Clear elucidation of plant-microbe interactions within the rhizosphere and how these relationships change over time can be confounded by the large microbial biodiversity, shifting microenvironmental conditions, and extensive spatial constraints within these complex systems. Proteomics analysis of root or soil samples, when linked with metagenomic interpretation, can provide key insights to both the taxonomy and functional capability of microbial populations within a sample. Yet, existing proteomic approaches may not always be able to provide the needed temporal and spatial resolution to capture fine-scale and short-term interactions between plants and microorganisms. To remedy this limitation, we are developing a suite of methodological adaptations intended to leverage proteomic analysis to help identify key interactions between rhizosphere microorganisms and their host plant.

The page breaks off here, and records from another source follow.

//! Leads: the unit of work flowing through every stage.

use chrono::{DateTime, Utc};
use serde::{Deserialize, Serialize};

use super::InvalidEnum;

/// Where a lead record came from.
///
/// Sources are ordered by trust: a lead's stored source is only ever
/// upgraded along `pixel > intent > apollo > manual`, never downgraded.
#[derive(Debug, Clone, Copy, PartialEq, Eq, Hash, Serialize, Deserialize)]
#[serde(rename_all = "lowercase")]
pub enum LeadSource {
    /// First-party tracking pixel — a real visitor.
    Pixel,
    /// Third-party intent feed.
    Intent,
    /// Prospect-database search.
    Apollo,
    /// CSV upload / manual entry.
    Manual,
}

impl LeadSource {
    /// String stored in SQLite.
    pub fn as_str(&self) -> &'static str {
        match self {
            Self::Pixel => "pixel",
            Self::Intent => "intent",
            Self::Apollo => "apollo",
            Self::Manual => "manual",
        }
    }

    /// Parse from a SQLite text value.
    ///
    /// # Errors
    ///
    /// Returns [`InvalidEnum`] for unrecognised values.
    pub fn parse(s: &str) -> Result<Self, InvalidEnum> {
        match s {
            "pixel" => Ok(Self::Pixel),
            "intent" => Ok(Self::Intent),
            "apollo" => Ok(Self::Apollo),
            "manual" => Ok(Self::Manual),
            other => Err(InvalidEnum::new("lead.source", other)),
        }
    }

    /// Priority for source upgrades (higher wins).
    pub fn priority(&self) -> u8 {
        match self {
            Self::Pixel => 4,
            Self::Intent => 3,
            Self::Apollo => 2,
            Self::Manual => 1,
        }
    }

    /// The stored source after seeing this lead again from `incoming`.
    /// Upgrades only; never downgrades.
    pub fn upgraded(self, incoming: LeadSource) -> LeadSource {
        if incoming.priority() > self.priority() {
            incoming
        } else {
            self
        }
    }
}

/// Lead lifecycle status. Mutated only by stage handlers; leads are never
/// deleted on the core path.
#[derive(Debug, Clone, Copy, PartialEq, Eq, Serialize, Deserialize)]
#[serde(rename_all = "snake_case")]
pub enum LeadStatus {
    /// Inserted by the normalizer; awaiting qualification.
    Ingested,
    /// Parked for a human decision.
    HumanReview,
    /// Qualifier said NO; never deployed.
    Disqualified,
    /// Qualified YES; research complete or underway.
    Researched,
    /// Sequence approved and ready to deploy.
    SequenceReady,
    /// Orchestration running.
    Active,
    /// Got a reply.
    Replied,
    /// Sequence exhausted without engagement.
    Cold,
    /// Marked converted.
    Converted,
}

impl LeadStatus {
    /// String stored in SQLite.
    pub fn as_str(&self) -> &'static str {
        match self {
            Self::Ingested => "ingested",
            Self::HumanReview => "human_review",
            Self::Disqualified => "disqualified",
            Self::Researched => "researched",
            Self::SequenceReady => "sequence_ready",
            Self::Active => "active",
            Self::Replied => "replied",
            Self::Cold => "cold",
            Self::Converted => "converted",
        }
    }

    /// Parse from a SQLite text value.
    ///
    /// # Errors
    ///
    /// Returns [`InvalidEnum`] for unrecognised values.
    pub fn parse(s: &str) -> Result<Self, InvalidEnum> {
        match s {
            "ingested" => Ok(Self::Ingested),
            "human_review" => Ok(Self::HumanReview),
            "disqualified" => Ok(Self::Disqualified),
            "researched" => Ok(Self::Researched),
            "sequence_ready" => Ok(Self::SequenceReady),
            "active" => Ok(Self::Active),
            "replied" => Ok(Self::Replied),
            "cold" => Ok(Self::Cold),
            "converted" => Ok(Self::Converted),
            other => Err(InvalidEnum::new("lead.status", other)),
        }
    }

    /// Legal successor statuses. Used by the transition invariant tests
    /// and asserted (as a warning) by the store on status writes.
    pub fn allowed_next(&self) -> &'static [LeadStatus] {
        match self {
            Self::Ingested => &[
                Self::HumanReview,
                Self::Disqualified,
                Self::Researched,
                Self::Ingested,
            ],
            Self::HumanReview => &[Self::Researched, Self::Disqualified, Self::HumanReview],
            Self::Disqualified => &[],
            Self::Researched => &[Self::SequenceReady, Self::HumanReview, Self::Researched],
            Self::SequenceReady => &[Self::Active, Self::HumanReview],
            Self::Active => &[Self::Replied, Self::Cold, Self::Converted, Self::Active],
            Self::Replied => &[Self::Converted, Self::Replied],
            Self::Cold => &[Self::Active, Self::Cold],
            Self::Converted => &[],
        }
    }
}

/// The qualifier's verdict.
#[derive(Debug, Clone, Copy, PartialEq, Eq, Serialize, Deserialize)]
#[serde(rename_all = "UPPERCASE")]
pub enum QualificationDecision {
    /// Deploy.
    Yes,
    /// Disqualify.
    No,
    /// Park for a human.
    Review,
}

impl QualificationDecision {
    /// String stored in SQLite.
    pub fn as_str(&self) -> &'static str {
        match self {
            Self::Yes => "YES",
            Self::No => "NO",
            Self::Review => "REVIEW",
        }
    }

    /// Parse from a SQLite text value.
    ///
    /// # Errors
    ///
    /// Returns [`InvalidEnum`] for unrecognised values.
    pub fn parse(s: &str) -> Result<Self, InvalidEnum> {
        match s {
            "YES" => Ok(Self::Yes),
            "NO" => Ok(Self::No),
            "REVIEW" => Ok(Self::Review),
            other => Err(InvalidEnum::new("lead.qualification_decision", other)),
        }
    }
}

/// A persisted lead, unique per (tenant, email).
#[derive(Debug, Clone, Serialize, Deserialize)]
pub struct Lead {
    /// Store row id.
    pub id: i64,
    /// Owning tenant.
    pub tenant_id: i64,
    /// Campaign that first ingested the lead, when known.
    pub campaign_id: Option<i64>,
    /// Dedup key within the tenant.
    pub email: String,
    /// First name.
    pub first_name: Option<String>,
    /// Last name.
    pub last_name: Option<String>,
    /// Job title.
    pub job_title: Option<String>,
    /// Personal LinkedIn profile URL.
    pub linkedin_url: Option<String>,
    /// Phone number.
    pub phone: Option<String>,
    /// Company name.
    pub company_name: Option<String>,
    /// Company web domain.
    pub company_domain: Option<String>,
    /// Company industry.
    pub company_industry: Option<String>,
    /// Company headcount.
    pub company_employee_count: Option<u32>,
    /// Normalized company revenue ("$30M").
    pub company_revenue: Option<String>,
    /// Highest-priority source seen so far.
    pub source: LeadSource,
    /// Pixel visit counter; incremented only by pixel-sourced events.
    pub visit_count: u32,
    /// First time any source surfaced this lead.
    pub first_seen_at: DateTime<Utc>,
    /// Most recent sighting.
    pub last_seen_at: DateTime<Utc>,
    /// Present in the email delivery system.
    pub in_email_system: bool,
    /// Present in the LinkedIn automation system.
    pub in_linkedin_system: bool,
    /// Lifecycle status.
    pub status: LeadStatus,
    /// Qualifier verdict, once run.
    pub qualification_decision: Option<QualificationDecision>,
    /// Qualifier confidence in [0,1].
    pub qualification_confidence: Option<f64>,
    /// Qualifier reasoning text.
    pub qualification_reasoning: Option<String>,
    /// Qualifier ICP-fit summary.
    pub icp_fit: Option<String>,
    /// Last computed intent score.
    pub intent_score: Option<u32>,
    /// Tier derived from the intent score.
    pub intent_tier: Option<String>,
    /// Optimistic-lock row version.
    pub version: i64,
}

/// One canonical lead shape produced by the normalizer from any source
/// record. Pure data; no store identity yet.
#[derive(Debug, Clone, Default, PartialEq, Serialize, Deserialize)]
pub struct NormalizedLead {
    /// Email address (required; absence is flagged, not fatal).
    pub email: Option<String>,
    /// First name.
    pub first_name: Option<String>,
    /// Last name.
    pub last_name: Option<String>,
    /// Job title.
    pub job_title: Option<String>,
    /// Personal LinkedIn URL.
    pub linkedin_url: Option<String>,
    /// Phone number.
    pub phone: Option<String>,
    /// Company name (required; absence is flagged, not fatal).
    pub company_name: Option<String>,
    /// Company web domain.
    pub company_domain: Option<String>,
    /// Company industry.
    pub company_industry: Option<String>,
    /// Company headcount; ranges collapse to their midpoint.
    pub company_employee_count: Option<u32>,
    /// Revenue in canonical `$NNK|M|B` form.
    pub company_revenue: Option<String>,
    /// Visited page, for pixel records.
    pub page: Option<String>,
    /// Dwell time on the page in milliseconds, for pixel records.
    pub dwell_ms: Option<u64>,
    /// Tracked site event (form submit, download), for pixel records.
    pub site_event: Option<String>,
    /// Source the record arrived from.
    pub source: Option<LeadSource>,
}

impl NormalizedLead {
    /// Whether the record carries the fields every downstream stage needs.
    pub fn has_required_fields(&self) -> bool {
        self.email.is_some() && self.company_name.is_some()
    }
}
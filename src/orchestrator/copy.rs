//! Send-time conditional-copy selection.
//!
//! Steps carry every variant from generation; the orchestrator picks the
//! most specific one for the lead's current cross-channel state. Nothing
//! is regenerated at send time.

use serde_json::{json, Value};

use crate::types::orchestration::CrossChannelSignals;
use crate::types::{EmailStep, LinkedInStep};

/// Pick the email body for a step: `body_linkedin_replied` once the lead
/// replied on LinkedIn, else `body_linkedin_connected` once connected,
/// else the base body.
pub fn select_email_body<'a>(step: &'a EmailStep, signals: &CrossChannelSignals) -> &'a str {
    if signals.linkedin_replied {
        if let Some(body) = step.body_linkedin_replied.as_deref() {
            return body;
        }
    }
    if signals.linkedin_connected {
        if let Some(body) = step.body_linkedin_connected.as_deref() {
            return body;
        }
    }
    &step.body
}

/// Pick the LinkedIn body, symmetric to email: replied beats opened beats
/// base. Without personalization data the `*_fallback` variant wins.
pub fn select_linkedin_body<'a>(
    step: &'a LinkedInStep,
    signals: &CrossChannelSignals,
    personalization_available: bool,
) -> Option<&'a str> {
    if signals.email_replied {
        if let Some(body) = step.body_email_replied.as_deref() {
            return Some(body);
        }
    }
    if signals.email_opened {
        if let Some(body) = step.body_email_opened.as_deref() {
            return Some(body);
        }
    }
    if !personalization_available {
        if let Some(fallback) = step.body_fallback.as_deref() {
            return Some(fallback);
        }
    }
    step.body.as_deref()
}

/// Pick the connection note, falling back when personalization variables
/// cannot be filled.
pub fn select_connection_note<'a>(
    step: &'a LinkedInStep,
    personalization_available: bool,
) -> Option<&'a str> {
    if !personalization_available {
        if let Some(fallback) = step.connection_note_fallback.as_deref() {
            return Some(fallback);
        }
    }
    step.connection_note.as_deref()
}

/// Custom-field map for the email provider covering the remaining unsent
/// steps, with variants already selected. Sent steps are untouched.
pub fn custom_fields_for_remaining(
    steps: &[EmailStep],
    signals: &CrossChannelSignals,
    current_step: u32,
) -> Value {
    let mut fields = serde_json::Map::new();
    for step in steps.iter().filter(|s| s.step_number > current_step) {
        fields.insert(
            format!("email_{}_subject", step.step_number),
            json!(step.subject),
        );
        fields.insert(
            format!("email_{}_body", step.step_number),
            json!(select_email_body(step, signals)),
        );
    }
    Value::Object(fields)
}
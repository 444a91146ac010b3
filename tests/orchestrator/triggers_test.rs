//! Trigger-condition grammar evaluation.

use cadence::orchestrator::triggers::{evaluate, first_match};
use cadence::types::orchestration::{ChannelArm, CrossChannelSignals};
use cadence::types::{
    CampaignMode, Channel, CrossChannelTrigger, OrchestrationState, OrchestrationStatus,
    Sentiment, TriggerAction, TriggerCondition,
};

fn state() -> OrchestrationState {
    OrchestrationState {
        id: 1,
        tenant_id: 1,
        lead_id: 1,
        sequence_id: 1,
        campaign_id: 1,
        mode: CampaignMode::MultiChannel,
        email: ChannelArm {
            step_current: 2,
            step_total: 7,
            ..ChannelArm::default()
        },
        linkedin: ChannelArm::default(),
        signals: CrossChannelSignals {
            email_opened: true,
            email_opened_count: 3,
            linkedin_connected: true,
            email_reply_sentiment: Some(Sentiment::Positive),
            ..CrossChannelSignals::default()
        },
        status: OrchestrationStatus::Active,
        waiting_for: None,
        waiting_since: None,
        waiting_timeout_at: None,
        stop_reason: None,
        version: 0,
    }
}

fn rule(priority: i64, conditions: Vec<TriggerCondition>) -> CrossChannelTrigger {
    CrossChannelTrigger {
        id: priority,
        tenant_id: Some(1),
        source_channel: Channel::Email,
        source_event: "email_opened".to_owned(),
        conditions,
        target_action: TriggerAction::Alert {
            message: format!("rule {priority}"),
        },
        priority,
    }
}

#[test]
fn sentiment_equality() {
    let state = state();
    assert!(evaluate(
        &TriggerCondition::SentimentIs {
            field: "email_reply_sentiment".to_owned(),
            expected: Sentiment::Positive,
        },
        &state
    ));
    assert!(!evaluate(
        &TriggerCondition::SentimentIs {
            field: "linkedin_reply_sentiment".to_owned(),
            expected: Sentiment::Positive,
        },
        &state
    ));
}

#[test]
fn count_bounds() {
    let state = state();
    assert!(evaluate(
        &TriggerCondition::CountAtLeast {
            field: "email_opened_count".to_owned(),
            n: 3,
        },
        &state
    ));
    assert!(!evaluate(
        &TriggerCondition::CountAtLeast {
            field: "email_opened_count".to_owned(),
            n: 4,
        },
        &state
    ));
    assert!(evaluate(
        &TriggerCondition::CountAtMost {
            field: "email_step_current".to_owned(),
            n: 2,
        },
        &state
    ));
}

#[test]
fn flag_presence() {
    let state = state();
    assert!(evaluate(
        &TriggerCondition::FlagSet {
            field: "linkedin_connected".to_owned(),
        },
        &state
    ));
    assert!(evaluate(
        &TriggerCondition::FlagClear {
            field: "email_replied".to_owned(),
        },
        &state
    ));
}

#[test]
fn unknown_fields_never_match() {
    let state = state();
    assert!(!evaluate(
        &TriggerCondition::FlagSet {
            field: "nonexistent".to_owned(),
        },
        &state
    ));
    assert!(!evaluate(
        &TriggerCondition::CountAtLeast {
            field: "nonexistent".to_owned(),
            n: 0,
        },
        &state
    ));
}

#[test]
fn first_matching_rule_wins_by_priority_order() {
    let state = state();
    let rules = vec![
        rule(
            1,
            vec![TriggerCondition::CountAtLeast {
                field: "email_opened_count".to_owned(),
                n: 10,
            }],
        ),
        rule(2, vec![]),
        rule(3, vec![]),
    ];
    let matched = first_match(&rules, &state, Channel::Email, "email_opened")
        .expect("a rule should match");
    assert_eq!(matched.priority, 2);
}

#[test]
fn rules_for_other_events_are_skipped() {
    let state = state();
    let rules = vec![rule(1, vec![])];
    assert!(first_match(&rules, &state, Channel::Linkedin, "email_opened").is_none());
    assert!(first_match(&rules, &state, Channel::Email, "email_clicked").is_none());
}
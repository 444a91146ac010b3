//! Pattern discovery, validation, and lifecycle thresholds.

use std::collections::{HashMap, HashSet};

use serde_json::json;

use crate::store::outreach::TaggedOutreachRow;

use super::performance::{confidence_for_sample, Outcomes};

/// Minimum sends before a combination becomes a candidate.
pub const DISCOVERY_MIN_SAMPLE: usize = 20;
/// Minimum reply-rate lift for candidacy.
pub const DISCOVERY_MIN_LIFT: f64 = 1.2;
/// Validation thresholds: sample, confidence, lift.
pub const VALIDATION_MIN_SAMPLE: i64 = 50;
/// Minimum confidence to validate.
pub const VALIDATION_MIN_CONFIDENCE: f64 = 0.7;
/// Minimum lift to validate.
pub const VALIDATION_MIN_LIFT: f64 = 1.5;
/// Patterns whose lift decays below this retire.
pub const RETIREMENT_LIFT: f64 = 0.7;

/// A discovered element-combination candidate.
#[derive(Debug, Clone)]
pub struct CandidatePattern {
    /// The element pair, canonically ordered.
    pub elements: serde_json::Value,
    /// Scope (tenant-wide for discovered pairs).
    pub scope: serde_json::Value,
    /// Sends carrying the combination.
    pub sample_size: i64,
    /// Combination reply rate.
    pub reply_rate: f64,
    /// Lift over the tenant baseline reply rate.
    pub lift: f64,
    /// Sample confidence.
    pub confidence: f64,
}

/// Discover candidate patterns: element pairs co-occurring on the same
/// outreach whose reply rate lifts over the baseline.
pub fn discover_patterns(
    tagged: &[TaggedOutreachRow],
    outcomes: &HashMap<i64, Outcomes>,
    baseline_reply_rate: f64,
) -> Vec<CandidatePattern> {
    if baseline_reply_rate <= 0.0 {
        return Vec::new();
    }

    // Tags per outreach, deduped.
    let mut tags_by_outreach: HashMap<i64, Vec<(String, String)>> = HashMap::new();
    for row in tagged {
        let entry = tags_by_outreach.entry(row.outreach_id).or_default();
        let tag = (row.tag.element_type.clone(), row.tag.element_value.clone());
        if !entry.contains(&tag) {
            entry.push(tag);
        }
    }

    // Outreach ids per ordered pair.
    let mut by_pair: HashMap<((String, String), (String, String)), HashSet<i64>> = HashMap::new();
    for (outreach_id, tags) in &tags_by_outreach {
        let mut sorted = tags.clone();
        sorted.sort();
        for (i, first) in sorted.iter().enumerate() {
            for second in sorted.iter().skip(i.saturating_add(1)) {
                if first.0 == second.0 {
                    continue; // Same element type twice is not a combination.
                }
                by_pair
                    .entry((first.clone(), second.clone()))
                    .or_default()
                    .insert(*outreach_id);
            }
        }
    }

    let mut candidates: Vec<CandidatePattern> = by_pair
        .into_iter()
        .filter_map(|((first, second), outreach_ids)| {
            let sample = outreach_ids.len();
            if sample < DISCOVERY_MIN_SAMPLE {
                return None;
            }
            let replied = outreach_ids
                .iter()
                .filter(|id| outcomes.get(id).is_some_and(|o| o.replied))
                .count();
            #[allow(clippy::cast_precision_loss)]
            let reply_rate = replied as f64 / sample as f64;
            let lift = reply_rate / baseline_reply_rate;
            if lift < DISCOVERY_MIN_LIFT {
                return None;
            }
            Some(CandidatePattern {
                elements: json!([
                    {first.0.clone(): first.1.clone()},
                    {second.0.clone(): second.1.clone()},
                ]),
                scope: json!({}),
                sample_size: i64::try_from(sample).unwrap_or(i64::MAX),
                reply_rate,
                lift,
                confidence: confidence_for_sample(sample),
            })
        })
        .collect();
    candidates.sort_by(|a, b| {
        b.lift
            .partial_cmp(&a.lift)
            .unwrap_or(std::cmp::Ordering::Equal)
    });
    candidates
}

/// Whether a candidate meets the validation bar.
pub fn meets_validation(sample_size: i64, confidence: f64, lift: f64) -> bool {
    sample_size >= VALIDATION_MIN_SAMPLE
        && confidence >= VALIDATION_MIN_CONFIDENCE
        && lift >= VALIDATION_MIN_LIFT
}

/// Templated RAG document for a pattern (LLM fallback).
pub fn render_pattern_document(
    elements: &serde_json::Value,
    lift: f64,
    sample_size: i64,
) -> (String, String) {
    let combo = elements
        .as_array()
        .map(|items| {
            items
                .iter()
                .filter_map(|item| {
                    item.as_object().and_then(|map| {
                        map.iter()
                            .next()
                            .map(|(k, v)| format!("{k}={}", v.as_str().unwrap_or("?")))
                    })
                })
                .collect::<Vec<_>>()
                .join(" + ")
        })
        .unwrap_or_else(|| "unknown combination".to_owned());
    let title = format!("Winning pattern: {combo}");
    let content = format!(
        "Emails combining {combo} replied {lift:.1}x the account baseline over {sample_size} \
         sends in the last 30 days. Prefer this combination where the persona and step allow."
    );
    (title, content)
}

First, we are employing ¹³C tracers coupled with automated data analysis to identify specific organisms consuming both simulated and natural root exudates. We are specifically exploring microcosms constructed from natural soil (Kellogg Biological Station, Hickory Corners, Michigan, USA) and planted with switchgrass as a platform for developing the techniques. Multiple previous studies have linked key interactions between both free-living and epiphytic microbial members with improved performance of a switchgrass host under nutrient-depleted, natural field conditions. Providing evaluation of the amount and taxonomic recipient of switchgrass-supplied carbon under varying conditions may help link key taxonomic groups with improved plant performance and biomass production.

Second, we are leveraging a membrane extraction technique coupled with specialized sample digestion, purification, and analysis to enable non-destructive, spatially-resolved protein extraction from the root-soil interface within our constructed microcosms. Through its non-destructive nature, this approach permits timeseries analysis for tracking specific taxa and, in some cases, functions associated with rhizosphere processes both before and after a system perturbation as well as variations over plant growth phases during a growing season. The high sensitivity of this system enables spatial analysis at the one to two mm scale where samples can be manually selected based on proximity to specific root structure, metabolic hotspots in the system, or other parameter of choice. Spatial analysis can be leveraged to track taxonomic distribution within the rhizospheres associated with roots at different growth stages or levels of maturity.